*PROBLEM REQUIREMENTS*: Type out every line below exactly as it reads.

*DATA SUPPLIED*:

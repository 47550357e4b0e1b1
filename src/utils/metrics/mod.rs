//! Prometheus metrics.
//!
//! Monitoring tasks do not touch gauges directly; they push `PromUpdate`
//! messages onto a channel and a single collector task applies them. That
//! keeps label handling in one place and the hot paths free of registry
//! locks.

pub mod server;

use prometheus::{GaugeVec, Opts, Registry, TextEncoder};
use tokio::sync::{mpsc, watch};

/// Which gauge an update targets.
#[derive(Debug, Clone, Copy, PartialEq, Eq)]
pub enum MetricKind {
	/// Seconds since the last observed block, finalized or not.
	LastBlockSeconds,
	/// Seconds a given RPC endpoint has been down.
	NodeDownSeconds,
	/// Slashing window size in blocks.
	WindowSize,
	/// Blocks missed within the slashing window.
	WindowMissed,
	/// Number of configured RPC endpoints.
	TotalNodes,
	/// Number of currently healthy RPC endpoints.
	HealthyNodes,
	/// Open governance proposals the validator has not voted on.
	UnvotedProposals,
	/// Open alerts for the chain.
	ActiveAlerts,
}

/// One gauge update emitted by a monitoring task.
#[derive(Debug, Clone)]
pub struct PromUpdate {
	pub kind: MetricKind,
	pub value: f64,
	pub chain_id: String,
	pub moniker: String,
	/// Only meaningful for per-endpoint metrics.
	pub endpoint: String,
}

/// The registry and the gauges exported on `/metrics`.
pub struct Metrics {
	registry: Registry,
	last_block_seconds: GaugeVec,
	node_down_seconds: GaugeVec,
	window_size: GaugeVec,
	window_missed: GaugeVec,
	total_nodes: GaugeVec,
	healthy_nodes: GaugeVec,
	unvoted_proposals: GaugeVec,
	active_alerts: GaugeVec,
}

impl Metrics {
	pub fn new() -> Result<Self, prometheus::Error> {
		let registry = Registry::new();
		let chain_labels = ["chain_id", "moniker"];

		let mk = |name: &str, help: &str, labels: &[&str]| -> Result<GaugeVec, prometheus::Error> {
			let gv = GaugeVec::new(Opts::new(name, help), labels)?;
			registry.register(Box::new(gv.clone()))?;
			Ok(gv)
		};

		Ok(Self {
			last_block_seconds: mk(
				"cometwatch_seconds_since_last_block",
				"Seconds since the most recent block was observed",
				&chain_labels,
			)?,
			node_down_seconds: mk(
				"cometwatch_node_down_seconds",
				"Seconds an RPC endpoint has been unreachable",
				&["chain_id", "moniker", "endpoint"],
			)?,
			window_size: mk(
				"cometwatch_signing_window_size",
				"Size of the slashing window in blocks",
				&chain_labels,
			)?,
			window_missed: mk(
				"cometwatch_window_missed_blocks",
				"Blocks missed inside the slashing window",
				&chain_labels,
			)?,
			total_nodes: mk(
				"cometwatch_total_nodes",
				"Configured RPC endpoints",
				&chain_labels,
			)?,
			healthy_nodes: mk(
				"cometwatch_healthy_nodes",
				"RPC endpoints currently passing health checks",
				&chain_labels,
			)?,
			unvoted_proposals: mk(
				"cometwatch_unvoted_open_proposals",
				"Open governance proposals without a vote from the validator",
				&chain_labels,
			)?,
			active_alerts: mk(
				"cometwatch_active_alerts",
				"Currently firing alerts",
				&chain_labels,
			)?,
			registry,
		})
	}

	pub fn apply(&self, update: &PromUpdate) {
		let chain = [update.chain_id.as_str(), update.moniker.as_str()];
		match update.kind {
			MetricKind::LastBlockSeconds => {
				self.last_block_seconds
					.with_label_values(&chain)
					.set(update.value);
			}
			MetricKind::NodeDownSeconds => {
				self.node_down_seconds
					.with_label_values(&[
						update.chain_id.as_str(),
						update.moniker.as_str(),
						update.endpoint.as_str(),
					])
					.set(update.value);
			}
			MetricKind::WindowSize => {
				self.window_size.with_label_values(&chain).set(update.value);
			}
			MetricKind::WindowMissed => {
				self.window_missed.with_label_values(&chain).set(update.value);
			}
			MetricKind::TotalNodes => {
				self.total_nodes.with_label_values(&chain).set(update.value);
			}
			MetricKind::HealthyNodes => {
				self.healthy_nodes.with_label_values(&chain).set(update.value);
			}
			MetricKind::UnvotedProposals => {
				self.unvoted_proposals
					.with_label_values(&chain)
					.set(update.value);
			}
			MetricKind::ActiveAlerts => {
				self.active_alerts.with_label_values(&chain).set(update.value);
			}
		}
	}

	/// Renders the registry in the Prometheus text exposition format.
	pub fn gather(&self) -> Result<String, prometheus::Error> {
		TextEncoder::new().encode_to_string(&self.registry.gather())
	}
}

/// Drains the stats channel into the registry until shutdown.
pub async fn run_collector(
	metrics: std::sync::Arc<Metrics>,
	mut rx: mpsc::Receiver<PromUpdate>,
	mut shutdown: watch::Receiver<bool>,
) {
	loop {
		tokio::select! {
			_ = shutdown.changed() => break,
			update = rx.recv() => match update {
				Some(u) => metrics.apply(&u),
				None => break,
			},
		}
	}
}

*WRITTEN ANSWER*:
repository 47550357e4b0e1b1
filename src/utils/metrics/mod.rs
//! Prometheus metrics.
//!
//! Monitoring tasks do not touch gauges directly; they push `PromUpdate`
//! messages onto a channel and a single collector task applies them. That
//! keeps label handling in one place and the hot paths free of registry
//! locks.

pub mod server;

use prometheus::{GaugeVec, Opts, Registry, TextEncoder};
use tokio::sync::{mpsc, watch};

/// Which gauge an update targets.
#[derive(Debug, Clone, Copy, PartialEq, Eq)]
pub enum MetricKind {
	/// Seconds since the last observed block, finalized or not.
	LastBlockSeconds,
	/// Seconds a given RPC endpoint has been down.
	NodeDownSeconds,
	/// Slashing window size in blocks.
	WindowSize,
	/// Blocks missed within the slashing window.
	WindowMissed,
	/// Number of configured RPC endpoints.
	TotalNodes,
	/// Number of currently healthy RPC endpoints.
	HealthyNodes,
	/// Open governance proposals the validator has not voted on.
	UnvotedProposals,
	/// Open alerts for the chain.
	ActiveAlerts,
}

/// One gauge update emitted by a monitoring task.
#[derive(Debug, Clone)]
pub struct PromUpdate {
	pub kind: MetricKind,
	pub value: f64,
	pub chain_id: String,
	pub moniker: String,
	/// Only meaningful for per-endpoint metrics.
	pub endpoint: String,
}

/// The registry and the gauges exported on `/metrics`.
pub struct Metrics {
	registry: Registry,
	last_block_seconds: GaugeVec,
	node_down_seconds: GaugeVec,
	window_size: GaugeVec,
	window_missed: GaugeVec,
	total_nodes: GaugeVec,
	healthy_nodes: GaugeVec,
	unvoted_proposals: GaugeVec,
	active_alerts: GaugeVec,
}

impl Metrics {
	pub fn new() -> Result<Self, prometheus::Error> {
		let registry = Registry::new();
		let chain_labels = ["chain_id", "moniker"];

		let mk = |name: &str, help: &str, labels: &[&str]| -> Result<GaugeVec, prometheus::Error> {
			let gv = GaugeVec::new(Opts::new(name, help), labels)?;
			registry.register(Box::new(gv.clone()))?;
			Ok(gv)
		};

		Ok(Self {
			last_block_seconds: mk(
				"cometwatch_seconds_since_last_block",
				"Seconds since the most recent block was observed",
				&chain_labels,
			)?,
			node_down_seconds: mk(
				"cometwatch_node_down_seconds",
				"Seconds an RPC endpoint has been unreachable",
				&["chain_id", "moniker", "endpoint"],
			)?,
			window_size: mk(
				"cometwatch_signing_window_size",
				"Size of the slashing window in blocks",
				&chain_labels,
			)?,
			window_missed: mk(
				"cometwatch_window_missed_blocks",
				"Blocks missed inside the slashing window",
				&chain_labels,
			)?,
			total_nodes: mk(
				"cometwatch_total_nodes",
				"Configured RPC endpoints",
				&chain_labels,
			)?,
			healthy_nodes: mk(
				"cometwatch_healthy_nodes",
				"RPC endpoints currently passing health checks",
				&chain_labels,
			)?,
			unvoted_proposals: mk(
				"cometwatch_unvoted_open_proposals",
				"Open governance proposals without a vote from the validator",
				&chain_labels,
			)?,
			active_alerts: mk(
				"cometwatch_active_alerts",
				"Currently firing alerts",
				&chain_labels,
			)?,
			registry,
		})
	}

	pub fn apply(&self, update: &PromUpdate) {
		let chain = [update.chain_id.as_str(), update.moniker.as_str()];
		match update.kind {
			MetricKind::LastBlockSeconds => {
				self.last_block_seconds
					.with_label_values(&chain)
					.set(update.value);
			}
			MetricKind::NodeDownSeconds => {
				self.node_down_seconds
					.with_label_values(&[
						update.chain_id.as_str(),
						update.moniker.as_str(),
						update.endpoint.as_str(),
					])
					.set(update.value);
			}
			MetricKind::WindowSize => {
				self.window_size.with_label_values(&chain).set(update.value);
			}
			MetricKind::WindowMissed => {
				self.window_missed.with_label_values(&chain).set(update.value);
			}
			MetricKind::TotalNodes => {
				self.total_nodes.with_label_values(&chain).set(update.value);
			}
			MetricKind::HealthyNodes => {
				self.healthy_nodes.with_label_values(&chain).set(update.value);
			}
			MetricKind::UnvotedProposals => {
				self.unvoted_proposals
					.with_label_values(&chain)
					.set(update.value);
			}
			MetricKind::ActiveAlerts => {
				self.active_alerts.with_label_values(&chain).set(update.value);
			}
		}
	}

	/// Renders the registry in the Prometheus text exposition format.
	pub fn gather(&self) -> Result<String, prometheus::Error> {
		TextEncoder::new().encode_to_string(&self.registry.gather())
	}
}

/// Drains the stats channel into the registry until shutdown.
pub async fn run_collector(
	metrics: std::sync::Arc<Metrics>,
	mut rx: mpsc::Receiver<PromUpdate>,
	mut shutdown: watch::Receiver<bool>,
) {
	loop {
		tokio::select! {
			_ = shutdown.changed() => break,
			update = rx.recv() => match update {
				Some(u) => metrics.apply(&u),
				None => break,
			},
		}
	}
}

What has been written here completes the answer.